The most common issue as you age is experiencing nutritional deficiencies. Your body doesn’t absorb certain nutrients in quite the same way as it did in your twenties and you need even more of certain nutrients as you age in order to keep muscles strong and energy up. Stay stronger longer by understanding how your nutrition needs change over 50.
More Protein to Slow Age -Related Muscle loss
Sarcopenia, or age-related muscle loss, begins slowly in your 40’s and accelerates as you get older. It affects over 200 million people worldwide, to a point that it can impact their quality of life. With muscle loss comes an increased chance of mobility issues, falls, broken bones as well as diseases like type 2 diabetes.
You can prevent sarcopenia by ensuring that you have sufficient amounts of protein in your diet. In particular, protein from animal sources such as meat, fish, poultry, dairy, and eggs contain all of the essential amino acids for muscle protein synthesis. Milk proteins contain casein, whey protein as well as the muscle building amino acid leucine, which are not only beneficial in preventing muscle loss but can help you re-build muscle as well. High quality plant based protein is also effective in slowing age-related muscle loss if the source contains all essential amino acids.
Adding a scoop of Boomer Nutrition ENERGY Protein Powder or Organic Vegan Protein Powder with leucine to one of these popular smoothie recipes is a great way to slow muscle loss. Add staying active every single day to that and you have a recipe for healthy aging.
More B12 as Absorption Declines as We Age
Many discover as they get over 50 that they have a vitamin B 12 deficiency but don’t always understand why. Fewer stomach acids, a normal effect of ageing, means you might not be able to absorb some of the nutrients efficiently. Vitamin B12 is key in the production of healthy red blood cells and in neurological functioning so getting enough over 50 is important. Consuming lean meats, eggs, fish and Boomer Nutrition Protein Powder with added B vitamins can help but do get your B 12 levels checked over age 50 to be sure you are getting enough in your diet alone.
Drink More, Eat More Frequent Smaller Meals
Receptors throughout your body signal to your brain that you are dehydrated and need water, however, as we age, those receptors become less and less efficient. The effects of dehydration, particularly in older adults, can cause fatigue, slower cell regeneration and a decrease in your ability to absorb necessary medications.
Not detecting hunger, or feeling less hunger because of changes to taste, smell and a normal decrease in the hormones that trigger hunger, is also dangerous as it will ultimately lead to your not receiving adequate amounts of the nutrients your body needs, like iron, magnesium, protein, calcium, vitamins D and B12.

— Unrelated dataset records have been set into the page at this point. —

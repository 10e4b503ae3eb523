//! Background Job Management
//!
//! Jobs are identified by a client-chosen id and driven by polling: every
//! request either triggers the next background step or reports progress,
//! and returns immediately.

mod download;
mod error;
mod finished;
mod integrity;
mod job;
mod pool;
mod progress;
mod registry;

pub use download::{DownloadError, DownloadOutcome, DownloadPass};
pub use error::JobError;
pub use finished::FinishedJob;
pub use integrity::{ChapterIntegrityChecker, IntegrityReport};
pub use job::{Job, JobPhase, JobState};
pub use pool::WorkerPool;
pub use progress::{ProgressEstimator, ProgressSample};
pub use registry::{JobEntry, JobRegistry, Snapshot, SnapshotStore};

use std::sync::Arc;

use serde::Serialize;
use tracing::info;

use crate::config::JobsConfig;
use crate::library::{Catalog, Library};
use crate::source::SourceRegistry;
use crate::types::{SearchResults, SourceListing};

use super::metrics::JobMetrics;

/// Shared services every job works with
pub struct JobServices {
    pub config: JobsConfig,
    pub sources: Arc<SourceRegistry>,
    pub library: Library,
    pub catalog: Arc<Catalog>,
    pub registry: Arc<JobRegistry>,
    pub snapshots: Arc<SnapshotStore>,
    pub metrics: Arc<JobMetrics>,
}

impl JobServices {
    pub fn new(
        config: JobsConfig,
        sources: Arc<SourceRegistry>,
        library: Library,
        catalog: Arc<Catalog>,
    ) -> Self {
        Self {
            config,
            sources,
            library,
            catalog,
            registry: Arc::new(JobRegistry::new()),
            snapshots: Arc::new(SnapshotStore::new()),
            metrics: JobMetrics::shared(),
        }
    }
}

/// Result of a poll that may still be waiting on a background operation
#[derive(Debug, Clone, PartialEq, Eq)]
pub enum Poll<T> {
    Ready(T),
    Pending(String),
}

/// Answer to a download request
#[derive(Debug, Clone, PartialEq, Eq)]
pub enum DownloadStatus {
    Pending(String),
    Succeeded { message: String, url: Option<String> },
    Failed { message: String },
}

/// Answer to an update request
#[derive(Debug, Clone, PartialEq, Eq)]
pub enum UpdateStatus {
    Pending(String),
    Finished { success: bool, message: String },
}

/// Counts reported on `/status`
#[derive(Debug, Clone, Serialize)]
pub struct ManagerStats {
    pub active_jobs: usize,
    pub finished_jobs: usize,
    pub snapshots: usize,
    pub catalog_novels: usize,
    pub sources: usize,
}

/// Treat missing and empty parameters alike
fn required<'a>(value: Option<&'a str>, missing: JobError) -> Result<&'a str, JobError> {
    match value.map(str::trim) {
        Some(v) if !v.is_empty() => Ok(v),
        _ => Err(missing),
    }
}

fn check_url(url: Option<&str>) -> Result<&str, JobError> {
    let url = required(url, JobError::MissingUrl)?;
    if !url.starts_with("http") {
        return Err(JobError::InvalidUrl);
    }
    Ok(url)
}

/// Request-facing entry point to the job system
#[derive(Clone)]
pub struct JobManager {
    services: Arc<JobServices>,
}

impl JobManager {
    pub fn new(services: JobServices) -> Self {
        Self {
            services: Arc::new(services),
        }
    }

    pub fn services(&self) -> &Arc<JobServices> {
        &self.services
    }

    fn lookup(&self, job_id: Option<&str>) -> Result<JobEntry, JobError> {
        let job_id = required(job_id, JobError::MissingJobId)?;
        self.services.registry.get(job_id).ok_or(JobError::UnknownJob)
    }

    fn register_new(&self, job_id: &str) -> Arc<Job> {
        let job = Job::new(job_id, Arc::clone(&self.services));
        self.services
            .registry
            .put(job_id, JobEntry::Active(Arc::clone(&job)));
        self.services.metrics.jobs_started.inc();
        job
    }

    /// Create (or overwrite) a job and start searching for `query`
    pub fn create_session(&self, job_id: Option<&str>, query: Option<&str>) -> Result<(), JobError> {
        let query = required(query, JobError::MissingQuery)?;
        if query.chars().count() < self.services.config.min_query_len {
            return Err(JobError::QueryTooShort);
        }
        let job_id = required(job_id, JobError::MissingJobId)?;

        info!("Creating session {} for '{}'", job_id, query);
        let job = self.register_new(job_id);
        job.begin_search(query);
        Ok(())
    }

    /// Search results once the search is done
    pub fn novels_found(&self, job_id: Option<&str>) -> Result<Poll<SearchResults>, JobError> {
        let job = match self.lookup(job_id)? {
            JobEntry::Finished(finished) => {
                return Err(JobError::AlreadyFinished(finished.status().to_string()))
            }
            JobEntry::Active(job) => job,
        };
        if job.is_busy() {
            return Ok(Poll::Pending(job.status()));
        }

        let results = job.search_results().ok_or(JobError::NoSearchResults)?;
        Ok(Poll::Ready(SearchResults::from_hits(
            &job.original_query(),
            &results,
        )))
    }

    /// Select a novel and list the sources carrying it
    pub fn sources_found(
        &self,
        job_id: Option<&str>,
        novel_id: usize,
    ) -> Result<Poll<SourceListing>, JobError> {
        let job = match self.lookup(job_id)? {
            JobEntry::Finished(finished) => {
                return Err(JobError::AlreadyFinished(finished.status().to_string()))
            }
            JobEntry::Active(job) => job,
        };
        if job.is_busy() {
            return Ok(Poll::Pending(job.status()));
        }
        job.select_novel(novel_id).map(Poll::Ready)
    }

    /// Drive a searched job: first call selects the source and fetches
    /// metadata, the next one downloads, later ones report the outcome.
    pub fn download(
        &self,
        job_id: Option<&str>,
        novel_id: usize,
        source_id: usize,
    ) -> Result<DownloadStatus, JobError> {
        let job = match self.lookup(job_id)? {
            JobEntry::Finished(finished) => return Ok(finished_download_status(&finished)),
            JobEntry::Active(job) => job,
        };
        if job.is_busy() {
            return Ok(DownloadStatus::Pending(job.status()));
        }

        if job.metadata_downloaded() {
            job.start_download();
        } else {
            job.select_novel(novel_id)?;
            job.select_source(source_id)?;
        }
        Ok(DownloadStatus::Pending(job.status()))
    }

    /// Same as [`JobManager::download`] for a novel URL, skipping search.
    ///
    /// A finished job for a different URL is replaced by a new job.
    pub fn direct_download(
        &self,
        job_id: Option<&str>,
        url: Option<&str>,
    ) -> Result<DownloadStatus, JobError> {
        let url = check_url(url)?;
        let job_id = required(job_id, JobError::MissingJobId)?;

        let job = match self.services.registry.get(job_id) {
            Some(JobEntry::Finished(finished)) if finished.original_query == url => {
                return Ok(finished_download_status(&finished));
            }
            Some(JobEntry::Active(job)) => job,
            Some(JobEntry::Finished(_)) | None => self.register_new(job_id),
        };
        if job.is_busy() {
            return Ok(DownloadStatus::Pending(job.status()));
        }

        if job.metadata_downloaded() {
            job.start_download();
        } else {
            job.prepare_direct_download(url);
        }
        Ok(DownloadStatus::Pending(job.status()))
    }

    /// Re-check a stored novel and download what changed.
    ///
    /// Refuses when the same URL finished an update within the cooldown.
    pub fn update(&self, job_id: Option<&str>, url: Option<&str>) -> Result<UpdateStatus, JobError> {
        let url = check_url(url)?;
        let job_id = required(job_id, JobError::MissingJobId)?;

        match self.services.registry.get(job_id) {
            Some(JobEntry::Finished(finished)) => {
                return Ok(UpdateStatus::Finished {
                    success: finished.success,
                    message: finished.status().to_string(),
                })
            }
            Some(JobEntry::Active(job)) => return Ok(UpdateStatus::Pending(job.status())),
            None => {}
        }

        let cooldown = chrono::Duration::seconds(self.services.config.update_cooldown_secs as i64);
        if self.services.registry.recently_finished(url, cooldown).is_some() {
            return Err(JobError::RecentlyUpdated);
        }

        info!("Starting update {} for {}", job_id, url);
        self.services.metrics.updates_started.inc();
        let job = self.register_new(job_id);
        let checker = ChapterIntegrityChecker::new(self.services.config.min_chapter_body_len);
        tokio::spawn(integrity::run_update(job, url.to_string(), checker));

        Ok(UpdateStatus::Pending("Creating session".to_string()))
    }

    /// Bring a finished job back to source selection from its snapshot
    pub fn load_snapshot(&self, job_id: Option<&str>) -> Result<(), JobError> {
        let job_id = required(job_id, JobError::InvalidJobId)?;
        let finished = match self.services.registry.get(job_id) {
            None => return Err(JobError::InvalidJobId),
            Some(JobEntry::Active(_)) => return Err(JobError::NotFinished),
            Some(JobEntry::Finished(finished)) => finished,
        };
        if !finished.snapshot_exists(&self.services) {
            return Err(JobError::NoSnapshot);
        }
        finished.restore_snapshot(&self.services)?;
        Ok(())
    }

    pub fn stats(&self) -> ManagerStats {
        let registry = &self.services.registry;
        let active_jobs = registry.active_count();
        ManagerStats {
            active_jobs,
            finished_jobs: registry.len().saturating_sub(active_jobs),
            snapshots: self.services.snapshots.len(),
            catalog_novels: self.services.catalog.len(),
            sources: self.services.sources.len(),
        }
    }
}

fn finished_download_status(finished: &FinishedJob) -> DownloadStatus {
    if finished.success {
        DownloadStatus::Succeeded {
            message: finished.status().to_string(),
            url: finished.url.clone(),
        }
    } else {
        DownloadStatus::Failed {
            message: finished.status().to_string(),
        }
    }
}
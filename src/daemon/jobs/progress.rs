//! Progress estimation for status polling
//!
//! Sources only expose an "items processed" counter. During a download pass
//! the same counter first counts chapters and then, after a reset, images.
//! When the fetcher publishes an explicit [`FetchPhase`] that signal is used.
//! Without it the image sub-phase is detected from the counter going
//! backwards, ignoring the first polls where the counter may still be
//! settling.

use crate::source::FetchPhase;

use super::JobPhase;

/// Polls to see during a download before a counter decrease is trusted
const MIN_POLLS_BEFORE_IMAGES: u32 = 8;

/// What one status poll observed
#[derive(Debug, Clone, Copy)]
pub struct ProgressSample<'a> {
    pub phase: JobPhase,
    pub last_action: &'a str,
    pub processed: u64,
    pub explicit_phase: Option<FetchPhase>,
    pub sources_total: u64,
    pub chapters_total: u64,
    pub images_total: u64,
}

/// Per-job status string builder. Keeps the state needed across polls.
#[derive(Debug, Default)]
pub struct ProgressEstimator {
    sources_to_search: Option<u64>,
    chapters_to_download: Option<u64>,
    images_to_download: Option<u64>,
    last_progress: u64,
    download_polls: u32,
    images_detected: bool,
}

impl ProgressEstimator {
    pub fn new() -> Self {
        Self::default()
    }

    /// Build the status string for a busy job
    pub fn status(&mut self, sample: ProgressSample<'_>) -> String {
        let processed = sample.processed;

        let status = match sample.phase {
            JobPhase::Searching => {
                capture_once(&mut self.sources_to_search, sample.sources_total);
                format!(
                    "Searching ({}/{})",
                    processed,
                    self.sources_to_search.unwrap_or(0)
                )
            }
            JobPhase::Downloading => {
                self.download_polls += 1;
                capture_once(&mut self.chapters_to_download, sample.chapters_total);
                capture_once(&mut self.images_to_download, sample.images_total);

                if self.in_image_phase(sample.explicit_phase, processed) {
                    format!(
                        "Downloading images ({}/{})",
                        processed,
                        self.images_to_download.unwrap_or(0)
                    )
                } else {
                    format!(
                        "Downloading chapters ({}/{})",
                        processed,
                        self.chapters_to_download.unwrap_or(0)
                    )
                }
            }
            _ => sample.last_action.to_string(),
        };

        self.last_progress = processed;
        status
    }

    fn in_image_phase(&mut self, explicit: Option<FetchPhase>, processed: u64) -> bool {
        if let Some(phase) = explicit {
            return phase == FetchPhase::Images;
        }
        if processed < self.last_progress && self.download_polls >= MIN_POLLS_BEFORE_IMAGES {
            self.images_detected = true;
        }
        self.images_detected
    }
}

fn capture_once(slot: &mut Option<u64>, value: u64) {
    if slot.is_none() && value > 0 {
        *slot = Some(value);
    }
}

Eat Nutrient Dense Foods if Eating Less
Many older adults tend towards a more sedentary lifestyle and as a result, don’t need as many calories relative to their activity level and pre-existing muscle mass. This is fine as long as they are still getting the nutrients they need. As we age, we need even more protein to slow muscle loss, more calcium and Vit D for strong bones and B12 to maintain overall body health. Many older adults eventually lose some of their appetite, as a consequence of ageing, illness, treatments or medications, so meals that focus on nutrient dense whole foods is key to ensure they are still getting necessary nutrients.
A healthy protein smoothie made with greens, fruit, healthy fats such as flax & hemp seeds and high quality protein powder will go a long way to maintaining these nutritional requirements as they include many of the whole foods that you need. Include key supplements in your diet as you age if you find that you aren’t up to several big meals a day and change your routine to include several smaller meals and snacks. Eat healthy. Age Healthy. Stay Stronger Longer.